You have permission to sit down. Yes, you. Right now. I know, I know, you can’t. The lists won’t accomplish themselves, the kids are bored and bickering, and it’s time to make your famous dish for the umpteenth gathering marking up your calendar this month. Cease striving.

But you see, when we forfeit the opportunity to cease striving, our physical bodies suffer. The pressures to beat the clock will undoubtedly cause stress hormones to elevate our heart rate, inhibit our subconscious ability to breathe slowly and deeply, slow down our gut’s ability to extract precious nutrients and trigger our muscles to be on the ready and tense.

And so, for the time being, find your spot, park yourself in it, and breathe.

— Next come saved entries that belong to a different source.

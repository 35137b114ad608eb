//! The exclusive owning handle.

use crate::{
    deleter::{BoxDeleter, Deleter},
    error::UniqueError,
};
use alloc::boxed::Box;
use core::{
    fmt::Debug,
    marker::PhantomData,
    ops::{Deref, DerefMut},
    ptr::NonNull,
};

/// A handle owning at most one `T`, released through `D` exactly once.
///
/// A `Unique` is either *present* (owns one resource) or *empty*. Dropping a
/// present handle, resetting it, or assigning into it releases the previous
/// resource. Ownership only moves by an explicit move:
///
/// ```
/// use unique::Unique;
///
/// let mut a = Unique::from_value(42);
/// let b = a.take();
/// assert!(!a.is_present());
/// assert_eq!(*b, 42);
/// ```
///
/// Inherent methods (`get`, `take`, `reset`, `release`, `as_ref`, ...) take
/// precedence over methods of the same name on `T`. Reach those through an
/// explicit dereference:
///
/// ```
/// use unique::Unique;
///
/// let mut list = Unique::from_value(vec![1, 2]);
/// assert_eq!((*list).get(0), Some(&1));
/// (*list).as_mut_slice()[1] = 3;
/// assert!(list.is_present());
/// assert!(!list.is_empty());
/// ```
///
/// `Unique` cannot be duplicated:
///
/// ```compile_fail
/// use unique::Unique;
///
/// struct Resource;
/// let a = Unique::from_value(Resource);
/// let b: Unique<Resource> = Clone::clone(&a);
/// ```
pub struct Unique<T: ?Sized, D: Deleter<T> = BoxDeleter> {
    ptr: Option<NonNull<T>>,
    deleter: D,
    _owns: PhantomData<T>,
}

impl<T: ?Sized, D: Deleter<T> + Default> Unique<T, D> {
    /// Create an empty handle.
    pub fn new() -> Self {
        Self::empty_with(D::default())
    }

    /// Take ownership of `ptr`; a null pointer gives an empty handle.
    ///
    /// The function is marked as **unsafe** because `ptr` must be releasable by
    /// `D`, **and nothing else may release it afterwards.**
    pub unsafe fn from_raw(ptr: *mut T) -> Self {
        unsafe { Self::from_raw_with(ptr, D::default()) }
    }
}

impl<T: ?Sized, D: Deleter<T>> Unique<T, D> {
    /// Create an empty handle using `deleter`.
    pub fn empty_with(deleter: D) -> Self {
        Unique {
            ptr: None,
            deleter,
            _owns: PhantomData,
        }
    }

    /// Take ownership of `ptr`, to be released by `deleter`.
    ///
    /// The function is marked as **unsafe** for the same reason as [Unique::from_raw].
    pub unsafe fn from_raw_with(ptr: *mut T, deleter: D) -> Self {
        Unique {
            ptr: NonNull::new(ptr),
            deleter,
            _owns: PhantomData,
        }
    }

    /// Whether the handle owns a resource.
    pub fn is_present(&self) -> bool {
        self.ptr.is_some()
    }

    /// The raw pointer, still owned by the handle.
    pub fn get(&self) -> Option<NonNull<T>> {
        self.ptr
    }

    /// Borrow the resource, if any.
    pub fn as_ref(&self) -> Option<&T> {
        self.ptr.as_ref().map(|ptr| unsafe { ptr.as_ref() })
    }

    /// Mutably borrow the resource, if any.
    pub fn as_mut(&mut self) -> Option<&mut T> {
        self.ptr.as_mut().map(|ptr| unsafe { ptr.as_mut() })
    }

    /// Checked dereference.
    pub fn try_deref(&self) -> Result<&T, UniqueError> {
        self.as_ref().ok_or(UniqueError::Empty)
    }

    /// Give up ownership without releasing.
    ///
    /// The handle is left empty and the caller becomes responsible for
    /// releasing the returned pointer. Returns `None` if already empty.
    #[must_use = "the released resource leaks unless it is released by the caller"]
    pub fn release(&mut self) -> Option<NonNull<T>> {
        self.ptr.take()
    }

    /// Consume the handle and give up ownership without releasing.
    #[must_use = "the released resource leaks unless it is released by the caller"]
    pub fn into_raw(mut self) -> Option<NonNull<T>> {
        self.ptr.take()
    }

    /// Release the current resource, if any, leaving the handle empty.
    pub fn reset(&mut self) {
        if let Some(old) = self.ptr.take() {
            unsafe { self.deleter.delete(old) };
        }
    }

    /// Release the current resource, then take ownership of `ptr`.
    ///
    /// The function is marked as **unsafe** for the same reason as [Unique::from_raw].
    /// **Passing the pointer the handle already owns violates that contract**: it
    /// is released and the handle is left dangling. Debug builds assert against it.
    pub unsafe fn reset_raw(&mut self, ptr: *mut T) {
        let new = NonNull::new(ptr);
        debug_assert!(
            !matches!((new, self.ptr), (Some(a), Some(b)) if core::ptr::addr_eq(a.as_ptr(), b.as_ptr())),
            "reset to the pointer already owned"
        );
        self.reset();
        self.ptr = new;
    }

    /// Move ownership into a new handle, leaving `self` empty.
    ///
    /// Nothing is released.
    pub fn take(&mut self) -> Self
    where
        D: Clone,
    {
        Unique {
            ptr: self.ptr.take(),
            deleter: self.deleter.clone(),
            _owns: PhantomData,
        }
    }

    /// Move-assign from `source`.
    ///
    /// Releases whatever `self` owns, then adopts the resource and deleter of
    /// `source`, which is left empty. `&mut` exclusivity guarantees `source`
    /// is a different handle.
    pub fn assign(&mut self, source: &mut Self) -> &mut Self
    where
        D: Clone,
    {
        self.reset();
        self.ptr = source.ptr.take();
        self.deleter = source.deleter.clone();
        self
    }
}

impl<T> Unique<T> {
    /// Box `value` and own it.
    pub fn from_value(value: T) -> Self {
        Self::from_box(Box::new(value))
    }
}

impl<T: ?Sized> Unique<T> {
    /// Own a boxed value.
    pub fn from_box(value: Box<T>) -> Self {
        unsafe { Self::from_raw(Box::into_raw(value)) }
    }

    /// Release the current resource, then own `value`.
    pub fn reset_box(&mut self, value: Box<T>) {
        self.reset();
        self.ptr = Some(NonNull::from(Box::leak(value)));
    }

    /// Give up ownership as a [Box].
    pub fn into_box(self) -> Option<Box<T>> {
        self.into_raw()
            .map(|ptr| unsafe { Box::from_raw(ptr.as_ptr()) })
    }
}

impl<T: ?Sized, D: Deleter<T>> Drop for Unique<T, D> {
    fn drop(&mut self) {
        self.reset();
    }
}

impl<T: ?Sized, D: Deleter<T> + Default> Default for Unique<T, D> {
    fn default() -> Self {
        Self::new()
    }
}

impl<T: ?Sized> From<Box<T>> for Unique<T> {
    fn from(value: Box<T>) -> Self {
        Self::from_box(value)
    }
}

impl<T: ?Sized, D: Deleter<T>> Deref for Unique<T, D> {
    type Target = T;

    #[track_caller]
    fn deref(&self) -> &T {
        match self.as_ref() {
            Some(value) => value,
            None => panic!("dereferenced an empty Unique"),
        }
    }
}

impl<T: ?Sized, D: Deleter<T>> DerefMut for Unique<T, D> {
    #[track_caller]
    fn deref_mut(&mut self) -> &mut T {
        match self.as_mut() {
            Some(value) => value,
            None => panic!("dereferenced an empty Unique"),
        }
    }
}

impl<T: ?Sized + Debug, D: Deleter<T>> Debug for Unique<T, D> {
    fn fmt(&self, f: &mut core::fmt::Formatter<'_>) -> core::fmt::Result {
        match self.as_ref() {
            Some(value) => f.debug_tuple("Unique").field(&value).finish(),
            None => f.write_str("Unique(<empty>)"),
        }
    }
}

// Same rules as `Box<T>`: the handle is the only path to the resource.
unsafe impl<T: ?Sized + Send, D: Deleter<T> + Send> Send for Unique<T, D> {}
unsafe impl<T: ?Sized + Sync, D: Deleter<T> + Sync> Sync for Unique<T, D> {}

Permission to cease striving woman sits with cup of coffee by Christmas tree and large wreath

I make myself do this often, forcing myself to sit. I recently discovered that I’m really good at allowing my work to steal my joy, disrupt my hope, and impede my intimacy with Christ. The not-so-funny thing is, I only discovered this truth after I gave myself a time out. 

In my head, it’s very easy for me to argue the lie ‘If I’m not productive, then have I truly earned the right to sit at all?’ I know my thinking is flawed. What’s more, I know the enemy would like nothing more than to run me into the ground at the hands of my constant toiling.

But God intended our efforts to produce for us a fruit capable of yielding much more than scratched-off lists and satisfied engagements. As a matter of fact, He’s gone to extreme lengths on our behalf just to make it so.

Abandon your work for intimacy with Christ

When we abide in Christ, our toils become less demanding, and transform into pleasant offerings of love. Our hearts swell as we breathe in quiet, stillness and peace in order to propel us forward in our acts of service. When God defines our work and worth it yields intimacy with him. When we find ourselves spinning our wheels, exhausting our hearts, or weighted down by worry, fleeing our work to sit and worship will always draw Jesus near.

Remain in me, and I in you. Just as a branch is unable to produce fruit by itself unless it remains on the vine, neither can you unless you remain in me. I am the vine; you are the branches. The one who remains in me and I in him produces much fruit, because you can do nothing
without me.”

John 15:4-5 CSB

Thankfully for us, there is no good work we can accomplish outside of intimacy with Christ. This means the pressure’s off us. We have Jesus’ permission to slow down, seek stillness, and surrender our toilings to him. 

Searching for joy in the comfort of Christ

As we lean more fully into our abiding, stripping off the relentless layers of hustle and hurry, we uncover a newfound radiance bursting forth within us. When all we know is the comfort of Christ, all we desire becomes clear.

And yet, the realities of life are still upon us.

We will indeed glean nourishment in our moments of rejoicing and worship but we will also feel overwhelmed as we face the alluring festivities of the season: sorting through dozens of matching Christmas pjs, baking sweet treats to serve aside a delicious peppermint hot chocolate, or making our way to the best orchestrated light show in town.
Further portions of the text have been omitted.